WordPress: Permalinks

July 21st, 2008 · No Comments

Warning: Technical Article

While some things like our Theme can be a work in progress, Permalinks are one of the configuration options that strike me as an immediate necessity. If you’re not aware, permalinks link to your specific blog posts that will always point to that same entry. So if for example you want to mail the url of one of your posts to a friend, you would use the permalink. For more detail you can go to the WordPress Codex.

So by default WordPress uses a reasonable but kind of ugly (by their own admission) url format for your permalinks. The url will look something like: http://www.protoscopic.com/?p=123. Why should this bother you? I have no idea, I don’t even know why it bothered me. However for some reason I felt that a link using the ‘slug’ was more appealing. So I went through the process of changing mine. Its simple but not quite as simple as advertised so I thought I’d share the step I used in case you find them useful.

As the article states you can go to Settings->Permalinks and pick your option of what you want the links to look like. If you’re anal retentive like me you might be somewhat stressed by this consideration. Whatever I pick, I’m stuck with forever. Well I’m sure I could change, but by the time I make that decision millions of rabid readers will be linking to me from all over cyberspace and I don’t want to annoy them.

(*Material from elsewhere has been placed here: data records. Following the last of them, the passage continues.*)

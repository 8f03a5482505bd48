use async_trait::async_trait;

use crate::util;

/// Result of a filter operation, partitioning candidates into kept and removed.
pub struct FilterResult<C> {
    pub kept: Vec<C>,
    pub removed: Vec<C>,
}

/// Filters run sequentially and partition candidates into kept and
/// removed sets. Removed candidates stay available to the pipeline
/// result for accounting; they just stop advancing.
#[async_trait]
pub trait Filter<Q, C>: Send + Sync
where
    Q: Clone + Send + Sync + 'static,
    C: Clone + Send + Sync + 'static,
{
    /// Decide if this filter should run for the given query.
    fn enable(&self, _query: &Q) -> bool {
        true
    }

    /// Evaluate each candidate and partition the set.
    async fn filter(&self, query: &Q, candidates: Vec<C>) -> Result<FilterResult<C>, String>;

    /// Returns a stable name for logging/metrics.
    fn name(&self) -> &str {
        util::short_type_name(std::any::type_name::<Self>())
    }
}
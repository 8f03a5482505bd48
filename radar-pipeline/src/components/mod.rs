pub mod default_margin_hydrator;
pub mod elasticity_scan_source;
pub mod group_diversity_scorer;
pub mod low_baseline_filter;
pub mod profit_uplift_scorer;
pub mod reliability_hydrator;
pub mod scan_log_side_effect;
pub mod top_k_selector;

So one thing I was sure of off the bat was that I wanted to use the ‘slug’ as the main content of the permalink. The only rationale I can justify for my neurotic desire to pretty up my permalink is that I want someone to be able to tell what they’re going to based on the url. Thus the ‘slug’ is a must. So my immediate inclination is to just use the slug and nothing else so it would look like http://www.protoscopic.com/article-slug. That looks fine to me, but the article warns that this will basically screw everything up.

The system uses mod_rewrite to look at the url and change it into the original ugly request internally. So if you have too broad of a rewrite rule then its going to try to turn every request into a ugly post request, including things like style sheets. I also have some javascript and images that are part of static pages that I need to be available so the “%postname%” only option is out. I then tried %post_id%/%postname% to get the numeric element they advocate, but the whole point of that exercise was the ugliness of the number.

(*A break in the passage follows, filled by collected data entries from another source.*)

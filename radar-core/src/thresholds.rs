//! Centralized calibration constants for the pricing analytics.
//!
//! These values come from the marketplace's historical extracts and are
//! shared between the simulator, the advice layer, and the scan pipeline.
//! Changing a threshold here affects BOTH the advice classification (in
//! `advice.rs`) and candidate scoring (in `radar-pipeline`).

/// Elasticity magnitude above which demand counts as elastic.
/// Exactly 1.0 is inelastic (the boundary is exclusive).
pub const ELASTIC_BOUNDARY: f64 = 1.0;

/// R-squared above which an elasticity estimate is considered reliable.
pub const HIGH_RELIABILITY_R2: f64 = 0.3;

/// R-squared above which an estimate is moderately reliable.
/// Below this the estimate is usable only with caution.
pub const MODERATE_RELIABILITY_R2: f64 = 0.1;

/// Default margin rate assumed when a scenario does not specify one.
pub const DEFAULT_MARGIN_RATE: f64 = 0.25;

/// Z-score magnitude above which a daily sales point is flagged anomalous.
pub const ANOMALY_Z_THRESHOLD: f64 = 2.0;

/// Minimum history length (days) before any forecast is attempted.
pub const FORECAST_MIN_POINTS: usize = 7;

/// History length (days) at which the forecaster switches from the flat
/// mean fallback to a least-squares linear trend.
pub const TREND_FIT_MIN_POINTS: usize = 30;

/// Z value for the ~95% confidence band around forecast points.
pub const CONFIDENCE_BAND_Z: f64 = 1.96;

/// Default forecast horizon in days.
pub const FORECAST_HORIZON_DAYS: usize = 30;

/// Default safety-stock coverage in days for reorder planning.
pub const DEFAULT_SAFETY_STOCK_DAYS: f64 = 3.0;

I was just about to settle on some nonsense involving the date when I decided to throw caution to the wind and do what made sense to me (always a dangerous proposition). So based on my vague understanding of their mod_rewrite situation I figured as long as my url definition had something at the front to eliminate non-article directories it would be safe. So for now I’ve settled on “articles/%postname%”. My main concern was it would break things like the Passive Stream Calculator. But everything still seems to be working so I’ll roll with it.

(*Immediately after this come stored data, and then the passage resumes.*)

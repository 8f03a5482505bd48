use async_trait::async_trait;

use crate::util;

/// Sources produce the initial candidate set for a query.
#[async_trait]
pub trait Source<Q, C>: Send + Sync
where
    Q: Clone + Send + Sync + 'static,
    C: Clone + Send + Sync + 'static,
{
    /// Decide if this source should run for the given query.
    fn enable(&self, _query: &Q) -> bool {
        true
    }

    /// Fetch candidates for the given query.
    async fn get_candidates(&self, query: &Q) -> Result<Vec<C>, String>;

    /// Returns a stable name for logging/metrics.
    fn name(&self) -> &str {
        util::short_type_name(std::any::type_name::<Self>())
    }
}
use std::sync::Arc;

use async_trait::async_trait;

use radar_core::elasticity::ElasticityTable;

use crate::groups::group_for_category;
use crate::hydrator::Hydrator;
use crate::types::{OpportunityCandidate, ScenarioQuery};

/// Attaches the statistical reliability tier and the product group to
/// each candidate. Both are pure lookups against read-only context.
pub struct ReliabilityHydrator {
    table: Arc<ElasticityTable>,
}

impl ReliabilityHydrator {
    pub fn new(table: Arc<ElasticityTable>) -> Self {
        Self { table }
    }
}

#[async_trait]
impl Hydrator<ScenarioQuery, OpportunityCandidate> for ReliabilityHydrator {
    async fn hydrate(
        &self,
        _query: &ScenarioQuery,
        candidates: &[OpportunityCandidate],
    ) -> Result<Vec<OpportunityCandidate>, String> {
        let hydrated = candidates
            .iter()
            .map(|c| OpportunityCandidate {
                reliability: self.table.get(&c.category).ok().map(|row| row.reliability()),
                group: group_for_category(&c.category),
                ..OpportunityCandidate::default()
            })
            .collect();
        Ok(hydrated)
    }

    fn update(&self, candidate: &mut OpportunityCandidate, hydrated: OpportunityCandidate) {
        candidate.reliability = hydrated.reliability;
        candidate.group = hydrated.group;
    }
}

#[cfg(test)]
mod tests {
    use super::*;
    use crate::groups::ProductGroup;
    use radar_core::elasticity::{CategoryElasticity, Reliability};

    #[tokio::test]
    async fn attaches_reliability_and_group() {
        let table = Arc::new(
            ElasticityTable::from_rows(vec![CategoryElasticity {
                category: "toys".into(),
                mean_elasticity: -1.2,
                category_revenue: 800.0,
                avg_r_squared: Some(0.35),
            }])
            .unwrap(),
        );
        let hydrator = ReliabilityHydrator::new(table);
        let query = ScenarioQuery {
            request_id: "t".into(),
            price_change_pct: -5.0,
            margin_rate: Some(0.25),
            categories: vec![],
        };
        let mut candidate = OpportunityCandidate {
            category: "toys".into(),
            ..OpportunityCandidate::default()
        };
        let hydrated = hydrator.hydrate(&query, &[candidate.clone()]).await.unwrap();
        hydrator.update(&mut candidate, hydrated.into_iter().next().unwrap());

        assert_eq!(candidate.reliability, Some(Reliability::High));
        assert_eq!(candidate.group, Some(ProductGroup::SportsLeisure));
    }
}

As usual the WordPress documentation is good, but there are a few things that could use a slight expanding upon if you’re not overly familiar with Apache. For the mod_rewrite stuff to work you have to set it up in the .htaccess file. This file will be located in the same directory as your index.php, the root of your wordpress installation. Depending on your system administrative settings, the WordPress scripts may not be able to write that file, in which case you’ll have to copy and paste what it tells you to into that file. So your .htaccess file should look something like this:


<IfModule mod_rewrite.c>
RewriteEngine On
RewriteBase /
RewriteCond %{REQUEST_FILENAME} !-f
RewriteCond %{REQUEST_FILENAME} !-d
RewriteRule . /index.php [L]
</IfModule>

I don’t think this file changes when you change your rule, so once you’ve written it you can probably live without WordPress being able to update it. I don’t really see any reason to be overly permissive so I went ahead and left it read-only. So now you’ve set up your configuration for your pretty permalinks, of course if your system is set up like mine then it still won’t work.

The slickness of the WordPress installation is such that my httpd.conf section for this site looked something like this after install:


ServerName protoscopic.com
ServerAlias *.protoscopic.*
ServerAdmin [email protected]
DocumentRoot /var/www/wordpress/

I’m always impressed at how easily these php sites work, I barely had to do anything to get most of the WordPress features running. However to allow the mod_rewrite rules to work I needed to change it as follows:

ServerName protoscopic.com
ServerAlias *.protoscopic.*
ServerAdmin [email protected]
DocumentRoot /var/www/wordpress/
<Directory />
Options FollowSymLinks
AllowOverride FileInfo
</Directory>

The AllowOverride tag defines what the .htaccess file is allowed to override. In this case all we need is FileInfo so that’s all I added. I don’t see any particular harm in adding All, but when I doubt I tend to be less permissive. The FollowSymLinks Option tells Apache its okay to follow symbolic links in the file system and is required by mod_rewrite for security reasons as well. For more detailed information see the mod_rewrite documentation and Apache Directives documentation.